Zooming-in while Zooming Out:

  • Andy has a PhD in Human Bioenergetics and has engaged in the deep study of muscle physiology for most of his career. However, and this is a very important message for all coaches with a specialization (tactics, strength, fitness, etc.) “Yeah, I’m the muscle guy, but I deal with people.Athletes are real people too.”
  • “I don’t come on board to just do their nutrition, or just do their strength and conditioning. I come on board to coach human performance — and that means the whole human being.”
  • When Andy begins working with an athlete he almost never “zooms-in” to physiology as the problem and solution. “This is where understanding all of the facets of human performance comes in. I can come into a situation and say, “[you don’t have a physiology problem] this is a sports-psych issue, or a recovery issue, a nutrition issue, a volume issue, a sport tactic issue, etc.”
  • Physiology is important and it may be the most important factor for one particular athlete, or in one particular context, but it can’t be your only pair of glasses as a coach.

Physiology isn’t the starting point

  • As a fitness coach that transitioned into a coach, I have a unique perspective on diagnosing issues with a player or a team.
  • Too often, fitness coaches use physiology as their starting point instead of the sport itself. They will measure a variety of physiological constructs and then utilize methods to improve those constructs — completely missing the bigger objective — “improving the sport itself”
  • Andy puts it perfectly, “This is amplified in the fighting sports. For example, if the entire 8 weeks prior to a fight is perfect from a nutrition, strength and conditioning, physiological perspective, but in the first 10 seconds they get kicked in the liver — it just doesn’t matter anymore what your VO2 Max is — you’re gassed!”
  • In football (soccer), the sport itself is almost never considered when fitness coaches develop their intervention strategies. To put Andy’s example into a football context, you could have the best week of training, HIIT Intervals where every guy crushes the run relative to their individual Maximum Aerobic Speed (MAS), you could’ve planned an awesome Max Speed sprinting session, but if in the first 10 minutes of the match the opponent is creating superiority in your midfield and finding free players that can turn in front of your back 4…it’s going to be a long f*cking day.
  • How you define fitness determines how you train it; just like your definition of success determines how you live your life.
  • I define fitness as “maintaining our playing style for 90 minutes”. By defining fitness in the context of the game itself, it seriously changes how I view fitness problems and how I create fitness solutions.
  • Does your definition of fitness account for the “kick to the liver” moment?
  • Keep in mind, this doesn’t mean that fitness is always done “in the game”, it just means that we are going to have a much deeper conversation prior to deciding on what needs to be improved and how we plan to improve it.
  • Andy makes another great point. As coaches, we are prone to biased thinking and simplifying the relationship between cause and effect. We might see a fighter struggle to breath and say, “It’s his conditioning! He needs more work on the Assault Bike!”, but that is a jump-to-conclusion bias.
  • Andy continues, “The conditioning piece is so hard to predict because it will look like they gassed, but they may have just freaked out mentally (unprepared for the gravity of the moment), they may have gotten hit with some innocuous kick, or punch, that sucked their wind out for 3.5 minutes. Therefore, it’s no wonder they gassed out within 5 minutes.” The point is, if you arrive at the conclusion that they gassed out because they are not fit that is going to determine how you train for the next fight. And, because you are allowing your bias to dominate your conclusions and your interventions — your efforts are going to be aimed at improving the wrong thing.

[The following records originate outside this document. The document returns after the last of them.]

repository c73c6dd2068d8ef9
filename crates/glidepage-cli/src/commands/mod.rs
pub mod config;
pub mod run;
pub mod simulate;
pub mod app;
pub mod event;
pub mod input;
pub mod theme;
pub mod widgets;

pub use app::App;
pub use theme::Theme;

Football (Soccer) Example:

  • Andy mentioned a variety of situations that may appear to be “fitness problems” at first glance, but upon further inspection may have very little to do with our traditional physiological understanding of fitness. Here are some examples:
  • Your team goes down a man in the first few minutes (anxiety)
  • A player making his professional debut (nerves)
  • Getting scored on early in the match (panic)
  • Tempo of the match exceeds expectations (perception of effort)
  • Bad Tactics (other team has advantages in various scenarios aiding their ability to build up, disturb your build up, or exploit transitions)

These all help contribute to what we may view as a “lack of fitness” usually defined by heavy breathing, slow tempo of play, minimum actions per minute, inability to continue making the appropriate football actions, complete loss of our playing style, and other tangible cues of exhaustion and lack of effort.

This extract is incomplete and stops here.